▶ [AIM OF THE TASK]: Please return every line of the records that contains the word "Visual".

****

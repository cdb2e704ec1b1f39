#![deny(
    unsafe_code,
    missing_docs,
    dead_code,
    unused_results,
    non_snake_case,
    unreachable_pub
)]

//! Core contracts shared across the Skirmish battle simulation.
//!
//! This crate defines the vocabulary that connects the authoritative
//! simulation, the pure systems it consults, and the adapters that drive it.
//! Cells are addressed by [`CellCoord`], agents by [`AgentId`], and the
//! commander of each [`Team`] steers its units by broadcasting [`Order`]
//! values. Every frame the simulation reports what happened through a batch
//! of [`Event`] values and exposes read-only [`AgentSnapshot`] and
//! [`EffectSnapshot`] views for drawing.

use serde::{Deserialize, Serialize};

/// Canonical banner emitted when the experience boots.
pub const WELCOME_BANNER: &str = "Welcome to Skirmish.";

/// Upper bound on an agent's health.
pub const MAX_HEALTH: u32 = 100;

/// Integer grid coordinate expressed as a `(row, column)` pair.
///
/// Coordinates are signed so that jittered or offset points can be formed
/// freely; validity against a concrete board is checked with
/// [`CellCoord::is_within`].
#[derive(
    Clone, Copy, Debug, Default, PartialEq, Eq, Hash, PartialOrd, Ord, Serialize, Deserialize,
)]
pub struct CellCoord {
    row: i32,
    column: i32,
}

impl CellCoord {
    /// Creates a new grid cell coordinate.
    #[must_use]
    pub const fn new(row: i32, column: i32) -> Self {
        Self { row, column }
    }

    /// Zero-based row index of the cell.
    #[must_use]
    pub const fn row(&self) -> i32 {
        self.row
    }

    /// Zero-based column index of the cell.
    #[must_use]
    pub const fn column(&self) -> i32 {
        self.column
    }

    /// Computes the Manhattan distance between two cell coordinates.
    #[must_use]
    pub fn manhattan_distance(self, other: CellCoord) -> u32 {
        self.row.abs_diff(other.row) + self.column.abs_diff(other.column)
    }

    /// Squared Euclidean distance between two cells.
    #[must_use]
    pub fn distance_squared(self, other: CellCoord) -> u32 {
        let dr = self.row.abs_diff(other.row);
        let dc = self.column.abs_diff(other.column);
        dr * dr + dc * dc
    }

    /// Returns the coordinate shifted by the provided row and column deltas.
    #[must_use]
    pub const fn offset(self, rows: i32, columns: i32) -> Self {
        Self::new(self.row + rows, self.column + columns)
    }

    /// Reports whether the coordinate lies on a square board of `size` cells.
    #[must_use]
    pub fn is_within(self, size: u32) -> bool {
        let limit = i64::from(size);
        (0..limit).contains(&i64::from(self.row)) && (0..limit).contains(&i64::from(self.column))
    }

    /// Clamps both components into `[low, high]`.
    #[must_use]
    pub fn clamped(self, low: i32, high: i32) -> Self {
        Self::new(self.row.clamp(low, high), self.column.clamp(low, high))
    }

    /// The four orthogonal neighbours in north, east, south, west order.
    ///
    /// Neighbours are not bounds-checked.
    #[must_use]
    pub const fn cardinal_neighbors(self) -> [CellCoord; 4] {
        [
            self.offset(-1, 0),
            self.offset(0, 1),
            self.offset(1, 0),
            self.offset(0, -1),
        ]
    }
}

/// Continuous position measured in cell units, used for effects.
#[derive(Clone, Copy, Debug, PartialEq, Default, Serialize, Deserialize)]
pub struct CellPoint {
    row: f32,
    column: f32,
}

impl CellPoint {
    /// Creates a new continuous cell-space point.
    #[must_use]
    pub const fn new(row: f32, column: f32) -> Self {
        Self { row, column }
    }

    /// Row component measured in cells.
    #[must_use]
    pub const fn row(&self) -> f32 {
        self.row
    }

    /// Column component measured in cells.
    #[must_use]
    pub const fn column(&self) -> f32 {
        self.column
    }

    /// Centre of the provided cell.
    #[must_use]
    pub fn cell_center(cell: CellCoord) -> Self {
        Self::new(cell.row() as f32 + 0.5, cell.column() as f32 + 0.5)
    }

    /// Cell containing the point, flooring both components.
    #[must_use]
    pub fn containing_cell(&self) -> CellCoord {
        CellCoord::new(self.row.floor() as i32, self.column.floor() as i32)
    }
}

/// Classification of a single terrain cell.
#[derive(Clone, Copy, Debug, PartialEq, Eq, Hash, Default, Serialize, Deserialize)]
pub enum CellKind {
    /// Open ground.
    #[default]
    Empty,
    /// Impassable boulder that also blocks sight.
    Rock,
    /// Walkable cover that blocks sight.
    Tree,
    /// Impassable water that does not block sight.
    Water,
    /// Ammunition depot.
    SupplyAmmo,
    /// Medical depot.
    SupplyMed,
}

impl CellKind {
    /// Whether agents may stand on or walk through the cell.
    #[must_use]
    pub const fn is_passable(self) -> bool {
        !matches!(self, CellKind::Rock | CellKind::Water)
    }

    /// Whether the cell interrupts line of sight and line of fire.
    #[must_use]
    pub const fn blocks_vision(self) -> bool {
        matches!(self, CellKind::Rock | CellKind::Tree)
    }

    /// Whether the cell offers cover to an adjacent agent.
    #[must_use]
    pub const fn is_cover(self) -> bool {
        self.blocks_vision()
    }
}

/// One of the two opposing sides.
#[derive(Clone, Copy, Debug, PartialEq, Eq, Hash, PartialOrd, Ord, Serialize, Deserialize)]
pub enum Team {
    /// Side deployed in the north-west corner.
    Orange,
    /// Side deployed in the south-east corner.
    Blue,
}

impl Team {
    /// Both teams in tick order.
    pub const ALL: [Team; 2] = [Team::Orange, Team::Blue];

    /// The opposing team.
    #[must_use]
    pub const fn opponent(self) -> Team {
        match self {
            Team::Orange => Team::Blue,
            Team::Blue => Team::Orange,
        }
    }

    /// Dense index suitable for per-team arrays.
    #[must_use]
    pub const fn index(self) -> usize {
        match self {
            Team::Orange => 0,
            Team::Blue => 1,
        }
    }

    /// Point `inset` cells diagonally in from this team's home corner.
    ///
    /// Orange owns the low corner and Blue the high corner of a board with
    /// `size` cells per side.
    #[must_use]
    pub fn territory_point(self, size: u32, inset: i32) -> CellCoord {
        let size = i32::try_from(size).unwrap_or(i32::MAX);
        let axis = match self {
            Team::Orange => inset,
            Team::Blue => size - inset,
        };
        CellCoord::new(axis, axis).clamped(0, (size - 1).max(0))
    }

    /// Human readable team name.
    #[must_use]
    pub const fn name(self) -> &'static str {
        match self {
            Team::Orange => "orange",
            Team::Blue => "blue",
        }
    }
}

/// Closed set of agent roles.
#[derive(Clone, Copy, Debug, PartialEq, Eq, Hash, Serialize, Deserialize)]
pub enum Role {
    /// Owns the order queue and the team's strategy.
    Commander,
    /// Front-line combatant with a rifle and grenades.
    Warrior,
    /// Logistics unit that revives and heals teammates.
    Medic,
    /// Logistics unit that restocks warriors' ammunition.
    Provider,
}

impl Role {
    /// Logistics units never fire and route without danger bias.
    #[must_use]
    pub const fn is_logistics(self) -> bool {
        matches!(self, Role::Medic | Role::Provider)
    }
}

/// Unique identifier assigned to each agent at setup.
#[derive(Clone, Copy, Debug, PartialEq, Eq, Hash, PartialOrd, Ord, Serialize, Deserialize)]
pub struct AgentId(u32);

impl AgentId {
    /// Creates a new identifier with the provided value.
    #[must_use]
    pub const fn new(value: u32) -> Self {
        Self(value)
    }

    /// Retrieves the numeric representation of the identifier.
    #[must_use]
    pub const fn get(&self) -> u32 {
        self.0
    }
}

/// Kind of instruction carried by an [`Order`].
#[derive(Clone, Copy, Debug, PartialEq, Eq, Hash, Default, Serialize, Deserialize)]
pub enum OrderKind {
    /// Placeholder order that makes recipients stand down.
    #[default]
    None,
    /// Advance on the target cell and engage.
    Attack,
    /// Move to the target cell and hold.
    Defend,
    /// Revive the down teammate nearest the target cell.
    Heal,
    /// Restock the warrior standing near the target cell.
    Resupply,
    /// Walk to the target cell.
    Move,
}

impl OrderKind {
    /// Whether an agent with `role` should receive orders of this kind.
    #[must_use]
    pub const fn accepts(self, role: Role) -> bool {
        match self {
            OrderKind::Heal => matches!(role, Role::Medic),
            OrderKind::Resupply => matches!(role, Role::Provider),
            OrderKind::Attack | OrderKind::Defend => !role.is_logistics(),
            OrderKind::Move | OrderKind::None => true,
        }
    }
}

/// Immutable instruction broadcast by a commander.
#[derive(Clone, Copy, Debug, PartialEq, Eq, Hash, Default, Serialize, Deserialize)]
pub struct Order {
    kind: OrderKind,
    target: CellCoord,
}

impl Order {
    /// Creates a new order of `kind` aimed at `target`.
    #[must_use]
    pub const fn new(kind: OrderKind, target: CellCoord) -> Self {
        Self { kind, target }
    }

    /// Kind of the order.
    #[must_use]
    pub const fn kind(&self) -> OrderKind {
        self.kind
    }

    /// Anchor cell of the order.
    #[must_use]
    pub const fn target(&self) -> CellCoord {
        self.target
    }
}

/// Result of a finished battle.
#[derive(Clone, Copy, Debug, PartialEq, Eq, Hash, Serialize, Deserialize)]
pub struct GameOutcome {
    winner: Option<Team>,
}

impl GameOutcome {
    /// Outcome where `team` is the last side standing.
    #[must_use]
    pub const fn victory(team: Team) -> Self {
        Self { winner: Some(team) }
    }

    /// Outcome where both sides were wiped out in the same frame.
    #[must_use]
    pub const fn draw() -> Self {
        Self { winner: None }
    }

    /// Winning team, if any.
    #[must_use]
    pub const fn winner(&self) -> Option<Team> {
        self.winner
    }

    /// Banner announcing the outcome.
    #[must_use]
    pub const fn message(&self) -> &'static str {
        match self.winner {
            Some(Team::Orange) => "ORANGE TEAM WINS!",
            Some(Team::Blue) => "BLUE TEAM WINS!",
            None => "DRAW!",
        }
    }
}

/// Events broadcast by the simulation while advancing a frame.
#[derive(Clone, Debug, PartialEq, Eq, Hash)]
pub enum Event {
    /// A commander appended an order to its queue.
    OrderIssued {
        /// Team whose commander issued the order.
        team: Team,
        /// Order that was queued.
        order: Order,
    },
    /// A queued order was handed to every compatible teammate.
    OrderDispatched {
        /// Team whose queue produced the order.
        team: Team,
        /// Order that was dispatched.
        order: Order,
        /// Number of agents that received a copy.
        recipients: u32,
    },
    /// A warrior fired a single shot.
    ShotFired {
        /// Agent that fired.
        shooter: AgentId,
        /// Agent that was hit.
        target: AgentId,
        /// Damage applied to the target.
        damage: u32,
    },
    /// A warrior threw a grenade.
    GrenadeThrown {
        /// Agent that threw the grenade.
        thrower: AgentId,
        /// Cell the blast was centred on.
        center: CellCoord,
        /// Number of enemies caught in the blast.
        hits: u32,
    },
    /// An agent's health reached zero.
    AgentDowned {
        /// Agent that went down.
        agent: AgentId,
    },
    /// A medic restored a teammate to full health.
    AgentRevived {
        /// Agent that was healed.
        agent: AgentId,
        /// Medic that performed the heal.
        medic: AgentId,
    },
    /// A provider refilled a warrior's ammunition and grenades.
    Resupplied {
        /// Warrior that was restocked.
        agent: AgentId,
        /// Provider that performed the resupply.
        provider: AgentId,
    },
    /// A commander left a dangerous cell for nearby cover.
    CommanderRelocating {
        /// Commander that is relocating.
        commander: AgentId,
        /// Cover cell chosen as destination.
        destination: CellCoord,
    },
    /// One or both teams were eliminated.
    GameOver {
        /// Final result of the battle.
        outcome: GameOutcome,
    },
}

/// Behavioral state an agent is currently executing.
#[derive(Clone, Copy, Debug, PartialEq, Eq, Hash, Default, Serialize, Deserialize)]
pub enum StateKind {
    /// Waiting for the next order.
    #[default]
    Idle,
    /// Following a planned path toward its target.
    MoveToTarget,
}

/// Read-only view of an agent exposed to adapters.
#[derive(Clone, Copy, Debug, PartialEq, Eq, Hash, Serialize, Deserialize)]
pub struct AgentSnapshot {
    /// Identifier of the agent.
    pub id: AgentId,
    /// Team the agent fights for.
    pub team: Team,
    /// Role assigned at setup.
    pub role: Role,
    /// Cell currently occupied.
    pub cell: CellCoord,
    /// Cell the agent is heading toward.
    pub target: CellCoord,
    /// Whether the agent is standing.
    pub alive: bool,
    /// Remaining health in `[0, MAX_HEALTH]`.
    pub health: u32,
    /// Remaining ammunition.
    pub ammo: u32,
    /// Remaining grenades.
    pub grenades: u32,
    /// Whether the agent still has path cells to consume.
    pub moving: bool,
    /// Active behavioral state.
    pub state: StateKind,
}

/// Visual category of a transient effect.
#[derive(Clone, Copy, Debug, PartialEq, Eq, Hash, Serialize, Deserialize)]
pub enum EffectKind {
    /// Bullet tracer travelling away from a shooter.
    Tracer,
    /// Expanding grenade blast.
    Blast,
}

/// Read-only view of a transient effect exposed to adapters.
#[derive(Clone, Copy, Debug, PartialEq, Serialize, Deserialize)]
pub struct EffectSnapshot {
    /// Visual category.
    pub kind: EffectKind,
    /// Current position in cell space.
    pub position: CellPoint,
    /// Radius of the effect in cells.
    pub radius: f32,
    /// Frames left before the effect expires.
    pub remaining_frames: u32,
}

****

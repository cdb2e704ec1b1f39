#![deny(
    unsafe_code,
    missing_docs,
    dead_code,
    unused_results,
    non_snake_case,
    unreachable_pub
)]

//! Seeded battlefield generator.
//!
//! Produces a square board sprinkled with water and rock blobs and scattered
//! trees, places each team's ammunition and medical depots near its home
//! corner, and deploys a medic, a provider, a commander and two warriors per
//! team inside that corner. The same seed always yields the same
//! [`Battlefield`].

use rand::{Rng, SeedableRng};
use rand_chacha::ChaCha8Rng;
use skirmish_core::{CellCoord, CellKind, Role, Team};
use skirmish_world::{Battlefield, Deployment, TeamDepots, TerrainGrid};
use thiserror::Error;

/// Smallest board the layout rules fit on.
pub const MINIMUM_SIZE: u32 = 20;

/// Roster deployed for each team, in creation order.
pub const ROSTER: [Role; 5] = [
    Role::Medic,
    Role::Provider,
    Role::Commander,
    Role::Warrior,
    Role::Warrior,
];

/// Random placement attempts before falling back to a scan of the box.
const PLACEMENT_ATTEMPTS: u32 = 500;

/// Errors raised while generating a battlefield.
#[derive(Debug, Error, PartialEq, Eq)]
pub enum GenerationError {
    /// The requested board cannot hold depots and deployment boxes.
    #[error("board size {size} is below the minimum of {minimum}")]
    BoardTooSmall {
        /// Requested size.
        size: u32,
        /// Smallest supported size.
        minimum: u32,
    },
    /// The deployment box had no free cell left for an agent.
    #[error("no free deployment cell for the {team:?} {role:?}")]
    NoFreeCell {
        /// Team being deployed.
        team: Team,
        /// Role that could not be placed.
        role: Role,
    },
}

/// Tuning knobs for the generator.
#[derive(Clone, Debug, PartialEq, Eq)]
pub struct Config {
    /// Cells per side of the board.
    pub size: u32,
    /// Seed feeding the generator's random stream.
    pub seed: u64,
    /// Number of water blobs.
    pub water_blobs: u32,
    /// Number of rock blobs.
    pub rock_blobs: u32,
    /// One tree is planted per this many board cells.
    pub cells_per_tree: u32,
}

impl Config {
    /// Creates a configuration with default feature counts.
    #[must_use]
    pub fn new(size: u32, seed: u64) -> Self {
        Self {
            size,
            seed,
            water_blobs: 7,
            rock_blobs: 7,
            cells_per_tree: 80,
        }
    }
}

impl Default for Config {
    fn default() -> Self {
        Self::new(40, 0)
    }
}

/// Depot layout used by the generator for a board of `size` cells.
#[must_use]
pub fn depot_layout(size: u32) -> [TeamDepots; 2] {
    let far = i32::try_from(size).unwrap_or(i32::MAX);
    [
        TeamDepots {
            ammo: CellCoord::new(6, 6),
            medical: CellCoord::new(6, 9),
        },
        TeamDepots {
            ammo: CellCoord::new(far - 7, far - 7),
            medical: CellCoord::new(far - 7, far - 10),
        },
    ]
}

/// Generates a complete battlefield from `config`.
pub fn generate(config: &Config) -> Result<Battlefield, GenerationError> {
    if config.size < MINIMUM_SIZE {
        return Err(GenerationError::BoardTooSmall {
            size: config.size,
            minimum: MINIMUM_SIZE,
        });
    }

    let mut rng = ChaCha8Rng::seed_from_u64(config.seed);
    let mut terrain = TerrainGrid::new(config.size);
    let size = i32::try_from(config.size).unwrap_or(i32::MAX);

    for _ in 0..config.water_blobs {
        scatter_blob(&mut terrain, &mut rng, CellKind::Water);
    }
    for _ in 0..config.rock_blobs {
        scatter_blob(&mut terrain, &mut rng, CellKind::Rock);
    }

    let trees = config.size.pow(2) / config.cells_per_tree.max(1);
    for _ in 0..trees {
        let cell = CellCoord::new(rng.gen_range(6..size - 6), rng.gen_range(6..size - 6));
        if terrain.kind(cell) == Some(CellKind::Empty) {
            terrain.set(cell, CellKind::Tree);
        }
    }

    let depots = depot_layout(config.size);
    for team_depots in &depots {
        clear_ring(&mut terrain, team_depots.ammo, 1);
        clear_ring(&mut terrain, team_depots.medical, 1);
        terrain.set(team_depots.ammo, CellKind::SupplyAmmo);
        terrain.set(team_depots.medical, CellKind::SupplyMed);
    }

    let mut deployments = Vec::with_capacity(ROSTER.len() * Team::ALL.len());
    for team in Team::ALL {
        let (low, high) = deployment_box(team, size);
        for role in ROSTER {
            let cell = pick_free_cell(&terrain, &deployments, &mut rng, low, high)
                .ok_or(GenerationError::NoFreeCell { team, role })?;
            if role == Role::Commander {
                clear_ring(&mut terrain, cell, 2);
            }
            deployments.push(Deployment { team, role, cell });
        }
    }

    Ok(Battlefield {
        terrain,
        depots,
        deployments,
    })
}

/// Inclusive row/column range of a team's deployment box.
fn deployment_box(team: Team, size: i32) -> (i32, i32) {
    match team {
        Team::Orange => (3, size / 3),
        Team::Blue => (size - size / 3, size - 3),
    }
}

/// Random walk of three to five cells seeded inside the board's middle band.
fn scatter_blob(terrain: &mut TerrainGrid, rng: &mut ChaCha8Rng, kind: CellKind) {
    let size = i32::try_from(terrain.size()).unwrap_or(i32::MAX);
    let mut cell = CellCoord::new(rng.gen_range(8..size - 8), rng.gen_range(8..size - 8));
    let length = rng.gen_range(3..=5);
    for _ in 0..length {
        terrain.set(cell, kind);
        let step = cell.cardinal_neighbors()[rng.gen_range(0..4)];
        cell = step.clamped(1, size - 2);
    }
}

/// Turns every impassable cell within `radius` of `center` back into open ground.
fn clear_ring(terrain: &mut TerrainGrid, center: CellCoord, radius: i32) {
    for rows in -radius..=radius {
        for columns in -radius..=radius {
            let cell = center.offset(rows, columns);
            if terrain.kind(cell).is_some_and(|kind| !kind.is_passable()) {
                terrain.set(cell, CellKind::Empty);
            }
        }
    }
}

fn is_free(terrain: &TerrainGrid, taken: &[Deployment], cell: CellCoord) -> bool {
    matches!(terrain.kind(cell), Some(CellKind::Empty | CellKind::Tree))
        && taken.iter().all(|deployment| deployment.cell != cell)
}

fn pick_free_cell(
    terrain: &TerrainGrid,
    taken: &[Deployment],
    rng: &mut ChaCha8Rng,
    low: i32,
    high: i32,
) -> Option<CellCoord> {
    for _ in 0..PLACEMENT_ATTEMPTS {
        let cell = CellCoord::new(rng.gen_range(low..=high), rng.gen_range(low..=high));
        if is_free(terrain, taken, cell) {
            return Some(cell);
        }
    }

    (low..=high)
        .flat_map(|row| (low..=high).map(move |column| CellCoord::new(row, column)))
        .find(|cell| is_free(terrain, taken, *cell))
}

****

▶ [RESPONSE AREA]:
/// Visual category of a transient effect.
    /// Visual category.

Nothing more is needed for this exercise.